▶ [Exercise requirements] Go through the data and count the lines holding the string "found". Write only the number.

▶ [The input]
+--

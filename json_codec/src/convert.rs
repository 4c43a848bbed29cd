//! Conversions between [`JsonValue`] trees and plain Rust types.
//!
//! Structs with named fields can derive both traits with `#[derive(FromJson, ToJson)]`.

use std::collections::HashMap;

use thiserror::Error;

use crate::{
    json_value::{JsonValue, Map},
    parser::{self, DeserializeError},
};

#[derive(Debug, Clone, PartialEq, Error)]
pub enum ConversionError {
    #[error("expected {expected}, found {found}")]
    TypeMismatch {
        expected: &'static str,
        found: &'static str,
    },
    #[error("{0} is not representable as the requested integer type")]
    NotAnInteger(f64),
    #[error("missing field `{0}`")]
    MissingField(&'static str),
    #[error("unknown field `{0}`")]
    UnknownField(String),
    #[error("field `{field}`: {source}")]
    InField {
        field: String,
        #[source]
        source: Box<ConversionError>,
    },
}

impl ConversionError {
    pub fn type_mismatch(expected: &'static str, found: &JsonValue) -> Self {
        Self::TypeMismatch {
            expected,
            found: found.type_name(),
        }
    }

    /// Attaches the field (or index) this error occurred under.
    pub fn in_field(self, field: impl Into<String>) -> Self {
        Self::InField {
            field: field.into(),
            source: Box::new(self),
        }
    }
}

/// Error of [`from_json_str`], covering both stages.
#[derive(Debug, Clone, PartialEq, Error)]
pub enum FromJsonStrError {
    #[error(transparent)]
    Deserialize(#[from] DeserializeError),
    #[error(transparent)]
    Conversion(#[from] ConversionError),
}

pub trait FromJson: Sized {
    fn from_json(value: &JsonValue) -> Result<Self, ConversionError>;

    /// Value to use when an object member is absent, `None` makes the member required.
    fn from_missing() -> Option<Self> {
        None
    }
}

pub trait ToJson {
    fn to_json(&self) -> JsonValue;
}

/// Parses `source` and converts the document into `T`.
pub fn from_json_str<T: FromJson>(source: &str) -> Result<T, FromJsonStrError> {
    let value = parser::from_str(source)?;
    Ok(T::from_json(&value)?)
}

impl FromJson for JsonValue {
    fn from_json(value: &JsonValue) -> Result<Self, ConversionError> {
        Ok(value.clone())
    }
}

impl ToJson for JsonValue {
    fn to_json(&self) -> JsonValue {
        self.clone()
    }
}

impl FromJson for bool {
    fn from_json(value: &JsonValue) -> Result<Self, ConversionError> {
        value
            .as_bool()
            .ok_or_else(|| ConversionError::type_mismatch("boolean", value))
    }
}

impl ToJson for bool {
    fn to_json(&self) -> JsonValue {
        JsonValue::Bool(*self)
    }
}

impl FromJson for String {
    fn from_json(value: &JsonValue) -> Result<Self, ConversionError> {
        value
            .as_str()
            .map(str::to_string)
            .ok_or_else(|| ConversionError::type_mismatch("string", value))
    }
}

impl ToJson for String {
    fn to_json(&self) -> JsonValue {
        JsonValue::String(self.clone())
    }
}

impl ToJson for str {
    fn to_json(&self) -> JsonValue {
        JsonValue::String(self.to_string())
    }
}

impl FromJson for f64 {
    fn from_json(value: &JsonValue) -> Result<Self, ConversionError> {
        value
            .as_f64()
            .ok_or_else(|| ConversionError::type_mismatch("number", value))
    }
}

impl FromJson for f32 {
    fn from_json(value: &JsonValue) -> Result<Self, ConversionError> {
        f64::from_json(value).map(|n| n as f32)
    }
}

impl ToJson for f64 {
    fn to_json(&self) -> JsonValue {
        JsonValue::Number(*self)
    }
}

impl ToJson for f32 {
    fn to_json(&self) -> JsonValue {
        JsonValue::Number((*self).into())
    }
}

// Integers go through the derived integer view: a whole number within the target range
macro_rules! json_integer {
    ($view:ident => $($ty:ty),*) => {
        $(
            impl FromJson for $ty {
                fn from_json(value: &JsonValue) -> Result<Self, ConversionError> {
                    let num = f64::from_json(value)?;
                    value
                        .$view()
                        .and_then(|n| <$ty>::try_from(n).ok())
                        .ok_or(ConversionError::NotAnInteger(num))
                }
            }

            impl ToJson for $ty {
                fn to_json(&self) -> JsonValue {
                    JsonValue::from(*self)
                }
            }
        )*
    };
}

json_integer!(as_i64 => i8, i16, i32, i64, isize);
json_integer!(as_u64 => u8, u16, u32, u64, usize);

impl<T: FromJson> FromJson for Option<T> {
    fn from_json(value: &JsonValue) -> Result<Self, ConversionError> {
        match value {
            JsonValue::Null => Ok(None),
            _ => T::from_json(value).map(Some),
        }
    }

    fn from_missing() -> Option<Self> {
        Some(None)
    }
}

impl<T: ToJson> ToJson for Option<T> {
    fn to_json(&self) -> JsonValue {
        self.as_ref().map_or(JsonValue::Null, ToJson::to_json)
    }
}

impl<T: FromJson> FromJson for Vec<T> {
    fn from_json(value: &JsonValue) -> Result<Self, ConversionError> {
        let elems = value
            .as_array()
            .ok_or_else(|| ConversionError::type_mismatch("array", value))?;

        elems
            .iter()
            .enumerate()
            .map(|(idx, elem)| T::from_json(elem).map_err(|e| e.in_field(idx.to_string())))
            .collect()
    }
}

impl<T: ToJson> ToJson for Vec<T> {
    fn to_json(&self) -> JsonValue {
        self.as_slice().to_json()
    }
}

impl<T: ToJson> ToJson for [T] {
    fn to_json(&self) -> JsonValue {
        JsonValue::Array(self.iter().map(ToJson::to_json).collect())
    }
}

fn object_members<'a>(
    value: &'a JsonValue,
) -> Result<impl Iterator<Item = (&'a String, &'a JsonValue)>, ConversionError> {
    value
        .as_object()
        .map(|map| map.iter())
        .ok_or_else(|| ConversionError::type_mismatch("object", value))
}

impl<T: FromJson> FromJson for HashMap<String, T> {
    fn from_json(value: &JsonValue) -> Result<Self, ConversionError> {
        object_members(value)?
            .map(|(k, v)| {
                T::from_json(v)
                    .map(|converted| (k.clone(), converted))
                    .map_err(|e| e.in_field(k.as_str()))
            })
            .collect()
    }
}

impl<T: ToJson> ToJson for HashMap<String, T> {
    fn to_json(&self) -> JsonValue {
        JsonValue::Object(self.iter().map(|(k, v)| (k.clone(), v.to_json())).collect())
    }
}

impl FromJson for Map {
    fn from_json(value: &JsonValue) -> Result<Self, ConversionError> {
        value
            .as_object()
            .cloned()
            .ok_or_else(|| ConversionError::type_mismatch("object", value))
    }
}

impl ToJson for Map {
    fn to_json(&self) -> JsonValue {
        JsonValue::Object(self.clone())
    }
}

impl<T: ToJson + ?Sized> ToJson for &T {
    fn to_json(&self) -> JsonValue {
        (**self).to_json()
    }
}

+--

▶ [Solution] 4